The primary PM2.5 emission strengths (Q) for Finnish emissions

Revision as of 13:37, 27 April 2012


This page (including the files available for download at the bottom of this page) contains a draft version of a manuscript, whose final version is published and is available in the Atmospheric Environment 44 (2010). If referring to this text in scientific or other official papers, please refer to the published final version as: M. Tainio, J.T. Tuomisto, J. Pekkanen, N. Karvosenoja, K. Kupiainen, P. Porvari, M. Sofiev, A. Karppinen, L. Kangas, J. Kukkonen: Uncertainty in health risks due to anthropogenic primary fine particulate matter from different source types in Finland. Atmospheric Environment 44 (2010) 2125e2132 doi:10.1016/j.atmosenv.2010.02.036 .

Title

Editing Uncertainty in health risks due to anthropogenic primary fine particulate matter from different source types in Finland

Authors and contact information

M. Tainio, correspondence author
(Marko.Tainio@thl.fi)
(Department of Environmental Health, National Institute for Health and Welfare (THL), Kuopio, Finland)
(Systems Research Institute, Polish Academy of Sciences, Warsaw, Poland)
J.T. Tuomisto
(Department of Environmental Health, National Institute for Health and Welfare (THL), Kuopio, Finland)
(Academy of Finland, Helsinki, Finland)
J. Pekkanen
(Department of Environmental Health, National Institute for Health and Welfare (THL), Kuopio, Finland)
(University of Eastern Finland, Kuopio, Finland)
N. Karvosenoja
(Finnish Environment Institute (SYKE), Helsinki, Finland)
K. Kupiainen
(Finnish Environment Institute (SYKE), Helsinki, Finland)
P. Porvari
(Finnish Environment Institute (SYKE), Helsinki, Finland)
M. Sofiev
(Finnish Meteorological Institute (FMI), Helsinki, Finland)
A. Karppinen
(Finnish Meteorological Institute (FMI), Helsinki, Finland)
L. Kangas
(Finnish Meteorological Institute (FMI), Helsinki, Finland)
J. Kukkonen
(Finnish Meteorological Institute (FMI), Helsinki, Finland)

Article info

Article history:

Received 4 June 2009

Received in revised form 18 January 2010

Accepted 24 February 2010

Abstract

The emission-exposure and exposure-response (toxicity) relationships are different for different emission source categories of anthropogenic primary fine particulate matter (PM2.5). These variations have a potentially crucial importance in the integrated assessment, when determining cost-effective abatement strategies.We studied the importance of these variations by conducting a sensitivity analysis for an integrated assessment model. The model was developed to estimate the adverse health effects to the Finnish population attributable to primary PM2.5 emissions from the whole of Europe. The primary PM2.5 emissions in the whole of Europe and in more detail in Finland were evaluated using the inventory of the European Monitoring and Evaluation Programme (EMEP) and the Finnish Regional Emission Scenario model (FRES), respectively.
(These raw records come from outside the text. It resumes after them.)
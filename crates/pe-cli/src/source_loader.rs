use std::fs;
use std::path::{Path, PathBuf};

use pe_api::Definitions;
use tracing::debug;
use walkdir::WalkDir;

use crate::{map_cli_source_path, map_cli_source_read, map_cli_source_scan, CliError};

/// Reads one definition file, or every `*.json` file below a directory in
/// file name order, and merges them.
pub(crate) fn load_definitions(definitions: &str) -> Result<Definitions, CliError> {
    let root = resolve_definitions_path(definitions)?;
    let files = if root.is_dir() {
        collect_definition_files(&root)?
    } else {
        vec![root.clone()]
    };

    let mut merged = Definitions::default();
    for file in files {
        let origin = origin_name(&root, &file);
        let text = fs::read_to_string(&file).map_err(map_cli_source_read)?;
        let parsed = Definitions::from_json_str(&origin, &text)?;
        debug!(
            file = %origin,
            pools = parsed.pools.len(),
            procedures = parsed.procedures.len(),
            "definition file loaded"
        );
        merged.merge(&origin, parsed)?;
    }
    Ok(merged)
}

pub(crate) fn resolve_definitions_path(definitions: &str) -> Result<PathBuf, CliError> {
    let path = PathBuf::from(definitions);
    let absolute = if path.is_absolute() {
        path
    } else {
        std::env::current_dir()
            .map_err(map_cli_source_path)?
            .join(path)
    };

    if !absolute.exists() {
        return Err(CliError::new(
            "CLI_SOURCE_NOT_FOUND",
            format!("definitions path does not exist: {}", absolute.display()),
        ));
    }
    Ok(absolute)
}

pub(crate) fn collect_definition_files(root: &Path) -> Result<Vec<PathBuf>, CliError> {
    let mut files = Vec::new();
    for entry in WalkDir::new(root).follow_links(false).sort_by_file_name() {
        let entry = entry.map_err(map_cli_source_scan)?;
        if !entry.file_type().is_file() {
            continue;
        }
        let path = entry.path();
        if path.extension().and_then(|extension| extension.to_str()) == Some("json") {
            files.push(path.to_path_buf());
        }
    }

    if files.is_empty() {
        return Err(CliError::new(
            "CLI_SOURCE_EMPTY",
            format!("no .json definition files under {}", root.display()),
        ));
    }
    Ok(files)
}

fn origin_name(root: &Path, file: &Path) -> String {
    let relative = file.strip_prefix(root).unwrap_or(file);
    let name = if relative.as_os_str().is_empty() {
        file.file_name().map(Path::new).unwrap_or(file)
    } else {
        relative
    };
    name.to_string_lossy().replace('\\', "/")
}
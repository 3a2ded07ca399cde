use std::io;
use std::sync::Arc;

use thiserror::Error;

/// Errors surfaced by downloaders, sessions and combined tasks.
///
/// The type is `Clone` so the same failure can be handed to a callback and
/// used to resolve the handle; shared causes sit behind an `Arc`.
#[derive(Debug, Clone, Error)]
pub enum DownloadError {
    #[error("invalid argument: {0}")]
    InvalidArgument(String),

    #[error("downloader has been shut down")]
    Rejected,

    #[error("transport error: {0}")]
    Transport(String),

    #[error("connection timeout")]
    Timeout,

    #[error("HTTP {status}: {reason}")]
    HttpStatus { status: u16, reason: String },

    #[error("session error: {0}")]
    Session(String),

    #[error("I/O error: {0}")]
    Io(#[source] Arc<io::Error>),

    #[error("cache store error: {0}")]
    Cache(String),

    #[error("download cancelled")]
    Cancelled,

    #[error("combined task interrupted")]
    Interrupted,

    #[error("download terminated without a result")]
    Abandoned,
}

impl DownloadError {
    /// Whether another attempt with a fresh session may succeed.
    pub fn is_retryable(&self) -> bool {
        matches!(
            self,
            DownloadError::Transport(_)
                | DownloadError::Timeout
                | DownloadError::HttpStatus { .. }
                | DownloadError::Session(_)
                | DownloadError::Io(_)
        )
    }

    pub fn is_cancelled(&self) -> bool {
        matches!(self, DownloadError::Cancelled)
    }

    pub fn session(message: impl Into<String>) -> Self {
        DownloadError::Session(message.into())
    }
}

impl From<io::Error> for DownloadError {
    fn from(e: io::Error) -> Self {
        DownloadError::Io(Arc::new(e))
    }
}

pub type Result<T> = std::result::Result<T, DownloadError>;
The emission-exposure relationships for different primary PM2.5 emission source categories in Finland have been previously evaluated and these values incorporated as intake fractions into the integrated assessment model. The primary PM2.5 exposure-response functions and toxicity differences for the pollution originating from different source categories were estimated in an expert elicitation study performed by six European experts on air pollution health effects. The primary PM2.5 emissions from Finnish and other European sources were estimated for the population of Finland in 2000 to be responsible for 209 (mean, 95% confidence interval 6e739) and 357 (mean, 95% CI 8e1482) premature deaths, respectively. The inclusion of emission-exposure and toxicity variation into the model increased the predicted relative importance of traffic related primary PM2.5 emissions and correspondingly, decreased the predicted relative importance of other emission source categories.We conclude that the variations of emission-exposure relationship and toxicity between various source categories had significant impacts for the assessment on premature deaths caused by primary PM2.5.

Abbreviations

CAFE, Clean Air For Europe-program; CI, Confidence interval; EDM, Equal-weight decision maker; EMEP, European Monitoring and Evaluation Programme; EPA, U.S. Environmental Protection Agency; ER, Exposure-response; ExternE, Externalities of Energy; FRES, Finnish Regional Emission Scenario model; ICD, International Classification of Disease; iF, Intake fraction; PDM, Performancebased decision maker; PM, Particulate matter; PM2.5, Fine particulate matter; RAINS, Regional Air Pollution Information and Simulation e model; SILAM, Air Quality and Emergency Modeling System; WHO, World Health Organization.

Keywords

Fine particulate matter, Intake fraction, Exposure-response, Integrated assessment, Sensitivity analysis

Introduction

Integrated assessment models can describe quantitative dependences between emission sources and the adverse health effects. This is essential to understand these dependences if one wishes to devise effective emission mitigation strategies.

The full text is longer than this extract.